Niko reached under the bar and pulled a stool to the kitchen side so he could sit and face me. “That’s true. There are too many, but I’m surprised you thought of the consequences to that extent.” He pointed a fork at the bagged Big Bad Wolves surrounding me. “Especially as she sent you a personal message.” He looked down at his uncovered plate and gave a curious sniff. Niko was only human—“only” meaning “the most dangerous human alive,” a human who had, per a mouthy puck, lived a thousand lives, all of them as warriors, one of them as Achilles himself. And wasn’t that strange? Niko was not only reincarnated from Achilles, but he was also descended from him. He was descended from himself. It made my head hurt thinking about it.

The result was worth it, though. My brother was a born fighting machine. But that didn’t matter when it came to casseroles. Although Niko had somehow carried lifetimes of fighting, experience compounded into one of the more lethal and deadly men around in this particular existence, his nose was still a plain human nose. Larger than average, yeah, but that didn’t mean it worked any better.

“Consider it an early breakfast or a late night snack, whichever, but it’s a breakfast casserole,” I explained. Once I heard the Howl, I’d known he’d be home fairly quickly to keep the wolf from our door, so to speak. “One half is Spanish with tomatoes, free-range eggs, chilies, and the usual. The other half, since you’ve been swinging back and forth between vegetarian and vegan lately, is a lot of tofu and soy masquerading as cheese, meat, eggs, and so on.” Killing Wolves and cooking all within an hour, was I talented or what?

Nonplussed, Niko glanced warily at me and took two bites, one of each side. “It’s . . . good.”

I should’ve been insulted, but, hell, I’d been known to set Pop-Tarts on fire and not the kind of combustion that a fire extinguisher can put out, but full-on NYFD aiming hoses, firemen staggering out covered in blackened soot, and all looking at me horrified as if I’d walked out of the pages of a Stephen King book. I wasn’t a fire starter. I was forgetful, and timers weren’t worth my attention or they confused me. Whatever. Suck my dick.

“Now tell me who actually made this.” Nik took another bite, a large one, and I counted the whole attempt as a success.

“I did. I took lessons.” I ducked my head, half-embarrassed, and stared down at garbage bag number one—the brown, green-eyed Wolf, would’ve been great at frontal assault, but with a gun jammed in your face, great becomes useless. She was the one with the enormous claws and stuck that way thanks to the All Wolf interbreeding. I’d idly wondered at the time how she opened pickle jars with paws and claws instead of hands.

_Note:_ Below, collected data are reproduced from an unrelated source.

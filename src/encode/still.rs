use std::path::Path;

use anyhow::Context as _;

use crate::encode::ffmpeg::ensure_parent_dir;
use crate::foundation::error::{TimelapseError, TimelapseResult};
use crate::pipeline::frame::Frame;

/// Write one frame as an 8-bit grayscale PNG.
pub fn save_frame_png(frame: &Frame, path: &Path, overwrite: bool) -> TimelapseResult<()> {
    if !overwrite && path.exists() {
        return Err(TimelapseError::conflicting(format!(
            "output file '{}' already exists (set overwrite to replace it)",
            path.display()
        )));
    }
    ensure_parent_dir(path)?;

    let (h, w) = frame.pixels.dim();
    let width = u32::try_from(w).context("frame width exceeds u32")?;
    let height = u32::try_from(h).context("frame height exceeds u32")?;
    let raw: Vec<u8> = frame.pixels.iter().copied().collect();
    let img = image::GrayImage::from_raw(width, height, raw)
        .ok_or_else(|| TimelapseError::invalid_shape("frame buffer does not match its size"))?;
    img.save_with_format(path, image::ImageFormat::Png)
        .with_context(|| format!("write png '{}'", path.display()))?;
    Ok(())
}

Considering what I’d seen in the bathroom mirror, I should’ve asked her.

I cleared my throat and continued. “Lucy . . . Lucienne, she’s a chef . . . next door taught me how a couple weeks ago. I thought it’d mean more to you if I was the one who cooked it.” It had taken a week and a half exactly to get right, but I’d known for weeks, hadn’t I? I’d felt it coming. The darkness that was a tsunami aimed at Nik and me, the wave twenty stories high. It brought death. It brought the end.

I didn’t know how I was aware that our time or at least mine in this life was coming to an end. I had no idea why I could feel it or be this convinced, but I could. It felt like déjà vu.

I’d had no real visible sign or hint this was all coming—the Lupa Wolves ascending over the city—I’d completely missed it despite the fact that Delilah’s fondest birthday wish was my guts on a platter. That my Auphe side was becoming external and would inevitably drag the inner core of me to match, I’d only noticed tonight. I’d always known in the past that Grimm, with a bowl of popcorn, would show up eventually whenever it did happen to catch my physical side show. Whenever I turned, he would try to turn me, then full Auphe, again, either to his side or an even more ruthless side, my side. I hadn’t, however, known that time was now. I hadn’t known specifically any of this until now, thanks to one silver hair. I wasn’t shocked at my obliviousness; I wasn’t that observant unless something was currently chewing through my abdomen to get to the tasty parts.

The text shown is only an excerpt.